Advertisers who were political allies of Sheriff Roger Davis of Marengo
County stopped their advertisements. Readers, who stood by the powerful,
popular sheriff even as proof of corruption spread across the front page,
canceled subscriptions. Threats came with the mail.
``You are brave people, with pens in your pocket, but I wonder how brave
you will be when someone catches you in a place where there are no
witnesses,'' wrote an anonymous supporter of the sheriff's department.
``Remember, your day will come.''
Media darlings
The Suttons and their newspaper, the Democrat Reporter, with a circulation
down to 6,000, finally won. The sheriff and two top deputies went to prison
last year for a variety of crimes that the newspaper had chronicled over
the last several years. Since then, reporters from around the United States
have traveled to this hamlet in southwestern Alabama to ask the Suttons if
they had ever feared for their lives.
Sitting in the offices of the newspaper his father bought in 1917, Sutton
said he probably should have feared for the safety of his wife and two
sons.

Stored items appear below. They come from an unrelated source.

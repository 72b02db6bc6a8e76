use super::*;
use crate::api::Endpoints;
use crate::api::Remote;
use crate::board::Cell;
use crate::controller::Controller;
use crate::*;
use std::rc::Rc;
use wasm_bindgen::closure::Closure;
use wasm_bindgen::prelude::wasm_bindgen;
use web_sys::Event;

/// The controller as wired into a real page.
pub type Table = Controller<Remote, Page, Jukebox>;

/// Entry point, run when the module is instantiated.
///
/// Defers to `DOMContentLoaded` if the board is not in the document yet,
/// i.e. the script ran before the markup finished parsing.
#[wasm_bindgen(start)]
pub fn start() -> JsResult<()> {
    crate::console();
    let document = web_sys::window()
        .and_then(|w| w.document())
        .ok_or_else(|| JsValue::from_str("no document"))?;
    if document.get_element_by_id(ID_BOARD).is_none() {
        let ready = document.clone();
        let closure = Closure::<dyn FnMut(_)>::new(move |_: Event| {
            mount(&ready)
                .inspect_err(|e| log::error!("failed to mount: {}", describe(e)))
                .ok();
        });
        document.add_event_listener_with_callback(
            "DOMContentLoaded",
            closure.as_ref().unchecked_ref(),
        )?;
        closure.forget();
        Ok(())
    } else {
        mount(&document)
    }
}

/// Build the controller over `document` and attach every click listener.
pub fn mount(document: &Document) -> JsResult<()> {
    let endpoints = Endpoints::from(
        document
            .body()
            .and_then(|body| body.get_attribute(ATTR_API_BASE)),
    );
    log::info!("move service at {:?}", endpoints.base());
    let table = Rc::new(Table::new(
        Remote::new(endpoints),
        Page::new(document)?,
        Jukebox::new(document)?,
    ));
    let close = document
        .query_selector(SEL_MODAL_CLOSE)?
        .ok_or_else(|| JsValue::from_str(&format!("missing {}", SEL_MODAL_CLOSE)))?;

    on_click(&by_id(document, ID_BOARD)?, {
        let table = table.clone();
        move |event| {
            if let Some(cell) = target(&event) {
                let table = table.clone();
                wasm_bindgen_futures::spawn_local(async move {
                    table.click(cell).await.ok();
                });
            }
        }
    })?;
    on_click(&by_id(document, ID_RESET)?, {
        let table = table.clone();
        move |_| {
            let table = table.clone();
            wasm_bindgen_futures::spawn_local(async move {
                table.reset().await.ok();
            });
        }
    })?;
    on_click(&by_id(document, ID_RESET_SCORES)?, {
        let table = table.clone();
        move |_| {
            let table = table.clone();
            wasm_bindgen_futures::spawn_local(async move {
                table.clear().await.ok();
            });
        }
    })?;
    on_click(&by_id(document, ID_MUTE_SFX)?, {
        let table = table.clone();
        move |_| table.toggle_sfx()
    })?;
    on_click(&by_id(document, ID_MUTE_MUSIC)?, {
        let table = table.clone();
        move |_| table.toggle_music()
    })?;
    on_click(&by_id(document, ID_ABOUT)?, {
        let table = table.clone();
        move |_| table.toggle_modal()
    })?;
    on_click(&close, {
        let table = table.clone();
        move |_| table.toggle_modal()
    })?;

    table.mount();
    Ok(())
}

/// Listeners live as long as the page, so the closure is leaked.
fn on_click<F>(element: &Element, handler: F) -> JsResult<()>
where
    F: FnMut(Event) + 'static,
{
    let closure = Closure::<dyn FnMut(Event)>::new(handler);
    element.add_event_listener_with_callback("click", closure.as_ref().unchecked_ref())?;
    closure.forget();
    Ok(())
}

/// Cell under a delegated board click. Clicks on the grid gaps carry no index.
fn target(event: &Event) -> Option<Cell> {
    event
        .target()?
        .dyn_into::<Element>()
        .ok()?
        .get_attribute(ATTR_INDEX)
        .and_then(|index| {
            Cell::try_from(index.as_str())
                .inspect_err(|e| log::warn!("{}", e))
                .ok()
        })
}

#[cfg(all(test, target_arch = "wasm32"))]
mod tests {
    use super::*;
    use std::cell::RefCell;
    use wasm_bindgen_test::*;
    use web_sys::HtmlElement;

    wasm_bindgen_test_configure!(run_in_browser);

    fn fixture(close: bool) -> Document {
        let document = web_sys::window().unwrap().document().unwrap();
        let close = match close {
            true => r#"<button class="modal-close-button"></button>"#,
            false => "",
        };
        document.body().unwrap().set_inner_html(&format!(
            r#"
            <div id="game-board"></div>
            <p id="game-status"></p>
            <span id="player-score"></span>
            <span id="ai-score"></span>
            <span id="draw-score"></span>
            <button id="reset-button"></button>
            <button id="reset-scores-button"></button>
            <button id="about-button"></button>
            <button id="mute-sfx-button"><i class="sfx-slash hidden"></i></button>
            <button id="mute-music-button"><i class="music-slash"></i></button>
            <div id="about-modal" class="hidden">{}</div>
            <audio id="clickSound"></audio>
            <audio id="winSound"></audio>
            <audio id="bgMusic"></audio>
            "#,
            close
        ));
        document
    }

    fn press(element: &Element) {
        element.clone().dyn_into::<HtmlElement>().unwrap().click();
    }

    fn hidden(document: &Document, selector: &str) -> bool {
        document
            .query_selector(selector)
            .unwrap()
            .unwrap()
            .class_list()
            .contains(CLASS_HIDDEN)
    }

    #[wasm_bindgen_test]
    fn delegated_clicks_find_the_cell() {
        let document = fixture(true);
        let grid = by_id(&document, ID_BOARD).unwrap();
        grid.set_inner_html(r#"<div data-index="0">X</div><div data-index="4"></div>"#);
        let seen = Rc::new(RefCell::new(Vec::new()));
        on_click(&grid, {
            let seen = seen.clone();
            move |event| seen.borrow_mut().push(target(&event))
        })
        .unwrap();
        press(&grid.query_selector("[data-index='4']").unwrap().unwrap());
        press(&grid);
        assert_eq!(*seen.borrow(), vec![Some(Cell::try_from(4usize).unwrap()), None]);
    }

    #[wasm_bindgen_test]
    fn mount_needs_a_close_button() {
        let document = fixture(false);
        let error = mount(&document).unwrap_err();
        assert_eq!(describe(&error), format!("missing {}", SEL_MODAL_CLOSE));
    }

    #[wasm_bindgen_test]
    fn mount_wires_the_buttons() {
        let document = fixture(true);
        mount(&document).unwrap();
        assert_eq!(by_id(&document, ID_BOARD).unwrap().children().length(), 9);
        assert!(!hidden(&document, SEL_MUSIC_SLASH));

        press(&by_id(&document, ID_ABOUT).unwrap());
        assert!(!hidden(&document, "#about-modal"));
        press(&document.query_selector(SEL_MODAL_CLOSE).unwrap().unwrap());
        assert!(hidden(&document, "#about-modal"));

        press(&by_id(&document, ID_MUTE_SFX).unwrap());
        assert!(!hidden(&document, SEL_SFX_SLASH));
    }
}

But he had a feeling that everything would be fine, he said, a sense
of confidence that he never fully understood until the day last December
when the sheriff went to prison on extortion and bribery charges, the day
he knew the ordeal was finally over.
``I was at home, and I'd just sat down with a crossword puzzle and a drink
when the phone rang,'' Sutton said. ``It was an elderly man, and he told me
that he knew me and my family were in danger. `But every night,' he told
me, `I'd get down on my knees and pray for you and your family, for your
safety.' ''
``I think my own prayers kind of just ricocheted off the ceiling,'' Sutton
said, smiling. ``But all the years I had felt there was a shield around us,
protecting us.''
That caller ``was the epitome of the people who stood behind us all those
years,'' he said. ``I'd stand in the middle of the railroad track and fight
a freight train for those people.''
The answer might not make sense to anyone but Goodloe Sutton, a man in his
late 40s who is harangued by friends and enemies alike when he strolls in
his black penny loafers through the center of town. But that is his story,
and he is sticking to it.
``Some people will hate me till I die, and some of them will mellow out in
time,'' Sutton said. ``But it really doesn't matter. I couldn't just sit
back and let it happen.''
Davis was elected sheriff in 1991. He was a retired Alabama state trooper
with connections in the Marengo County courthouse and in the state
Legislature, along with friends and relatives in businesses in Linden, the
county seat, and nearby Demopolis, the county's largest town, with 7,500
people.
Even now, as he and two of his deputies, about a quarter of his staff, sit
in prison, many people in Linden who support the Suttons will not do so
publicly, out of fear of reprisals from friends and relatives of the former
officials.
Friendships put at risk
Family and friendships, Jean Sutton said, are often stronger than the truth
in a small town.
``But we put people in the newspaper when they do something `unusual,' ''
she said. (Her husband says she did the real work in the long
investigations that changed the face of law enforcement in Marengo County.)
``Friends, everybody.''
There was a lot of unusual activity in the Marengo County Sheriff's Department.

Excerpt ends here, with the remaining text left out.